Nilofer Saba Azad, M.D.
(2004 - 2008)
Nilofer Saba Azad, M.D.
Johns Hopkins Sidney Kimmel
Comprehensive Cancer Center
Coming out of residency, my priority was to find an academically focused oncology program that would train me to craft and implement clinical trials with strong scientific components. The NCI Medical Oncology fellowship allows trainees ample exposure in translational clinical research from inception to completion. It was an ideal jumping off point for the next step in my career in early-phase clinical trials.
Marc Ballas, M.D., MPH
(2004 - 2008)
Senior Medical Director
The positive attitude that permeates every aspect of working here is unbelievable. It is welcoming, pleasant, and supportive. The motto of being like no other hospital is truly felt here. In every hospital there are issues with getting studies done on time and difficulty maneuvering the bureaucracy. The difference in this hospital is everybody realizing this challenge and trying to help the patient and the providers get through the maze of patient care. Moreover, as a fellow, our attendings were wonderful and collegial treating us as equals and having a genuine interest in our career development and success. You see this occurring in the different fellowships of medicine, pharmacy, and social work. It is truly a hospital like no other!
Jeanny Aragon-Ching, M.D.
(2004 - 2008)
Clinical Program Director, Genitourinary Cancers
INOVA Dwight and Martha Schar Cancer Institute
Falls Church, VA
Training at the NCI was the best part of my academic life!
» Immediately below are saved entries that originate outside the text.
use std::sync::Arc;

use async_trait::async_trait;

use crate::result::{AiError, AnalysisResult};

/// The external analysis service.
///
/// One call analyses one prepared text under the given instructions. The
/// implementation owns any provider rate-limit budget; from the caller's side
/// exhausting it only shows up as a transient [`AiError`].
///
/// Implementations must not retry internally; the engine owns retries.
#[async_trait]
pub trait AiCaller: Send + Sync + 'static {
    /// Provider/model label recorded alongside saved results.
    fn provider(&self) -> &str;

    async fn analyze(&self, text: &str, instructions: &str) -> Result<AnalysisResult, AiError>;
}

#[async_trait]
impl<T: AiCaller + ?Sized> AiCaller for Arc<T> {
    fn provider(&self) -> &str {
        (**self).provider()
    }

    async fn analyze(&self, text: &str, instructions: &str) -> Result<AnalysisResult, AiError> {
        (**self).analyze(text, instructions).await
    }
}
//! Strongly-typed identifiers shared across the engine.

use core::str::FromStr;
use serde::{Deserialize, Serialize};
use uuid::Uuid;

use crate::error::DomainError;

/// Identifier of an uploaded dataset (the owning task of a batch job).
#[derive(Debug, Copy, Clone, PartialEq, Eq, Hash, PartialOrd, Ord, Serialize, Deserialize)]
#[serde(transparent)]
pub struct TaskId(Uuid);

/// Identifier of one batch analysis run.
#[derive(Debug, Copy, Clone, PartialEq, Eq, Hash, PartialOrd, Ord, Serialize, Deserialize)]
#[serde(transparent)]
pub struct JobId(Uuid);

macro_rules! impl_uuid_newtype {
    ($t:ty, $name:literal) => {
        impl $t {
            /// Create a new identifier.
            ///
            /// Uses UUIDv7 (time-ordered), so ids sort by creation time.
            pub fn new() -> Self {
                Self(Uuid::now_v7())
            }

            pub fn from_uuid(uuid: Uuid) -> Self {
                Self(uuid)
            }

            pub fn as_uuid(&self) -> &Uuid {
                &self.0
            }
        }

        impl Default for $t {
            fn default() -> Self {
                Self::new()
            }
        }

        impl core::fmt::Display for $t {
            fn fmt(&self, f: &mut core::fmt::Formatter<'_>) -> core::fmt::Result {
                core::fmt::Display::fmt(&self.0, f)
            }
        }

        impl From<Uuid> for $t {
            fn from(value: Uuid) -> Self {
                Self(value)
            }
        }

        impl From<$t> for Uuid {
            fn from(value: $t) -> Self {
                value.0
            }
        }

        impl FromStr for $t {
            type Err = DomainError;

            fn from_str(s: &str) -> Result<Self, Self::Err> {
                let uuid = Uuid::from_str(s)
                    .map_err(|e| DomainError::invalid_id(format!("{}: {}", $name, e)))?;
                Ok(Self(uuid))
            }
        }
    };
}

impl_uuid_newtype!(TaskId, "TaskId");
impl_uuid_newtype!(JobId, "JobId");

#[cfg(test)]
mod tests {
    use super::*;

    #[test]
    fn parses_its_own_display_form() {
        let id = JobId::new();
        let parsed: JobId = id.to_string().parse().unwrap();
        assert_eq!(parsed, id);
    }

    #[test]
    fn rejects_garbage_with_type_name() {
        let err = "not-a-uuid".parse::<TaskId>().unwrap_err();
        assert!(matches!(err, DomainError::InvalidId(ref msg) if msg.starts_with("TaskId")));
    }

    #[test]
    fn later_ids_sort_after_earlier_ones() {
        let a = JobId::new();
        let b = JobId::new();
        assert!(a <= b);
    }
}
I had a tremendous opportunity to work under the tutelage of world-class mentors in GU oncology, with a balance of guidance as well as independence that helped shape my career moving forward. I also had the good fortune of working with wonderful colleagues, from my co-fellows whose friendships I’ve forged to this day, to the research nurses and NPs who tirelessly helped, to the post-docs in the lab who shared their knowledge and techniques with me, and certainly to the investigators and staff at the NIH Clinical Center who imparted their endless wisdom. All these made fellowship a truly remarkable experience!
Joseph W. Kim, M.D.
(2010 - 2013)
Assistant Professor of Medicine
Yale Cancer Center
Prostate and Urologic Cancers Program
Yale School of Medicine
New Haven, CT
Having completed my medical oncology fellowship training at the NCI and moved onto an academic institution, I realize there is no place like the NCI, particularly for aspiring clinical cancer researcher. Among others, I appreciate the rigorous training not just in clinical oncology, but also in clinical cancer research. Most of my experience at the NCI was about developing and conducting hypothesis-driven clinical trials. I functioned as an acting investigator for multiple, early phase immunotherapy clinical trials under the mentorship and guidance of the internationally renowned cancer researchers. I was given ample opportunities, not only in publishing manuscripts, but also in writing clinical protocols and career development grants. Moreover, the Loan Repayment Program helped me stay focused on training and research activities. No other place but NCI, provides this type of training, which prepares his trainees to succeed in cancer research which defines the future of cancer care.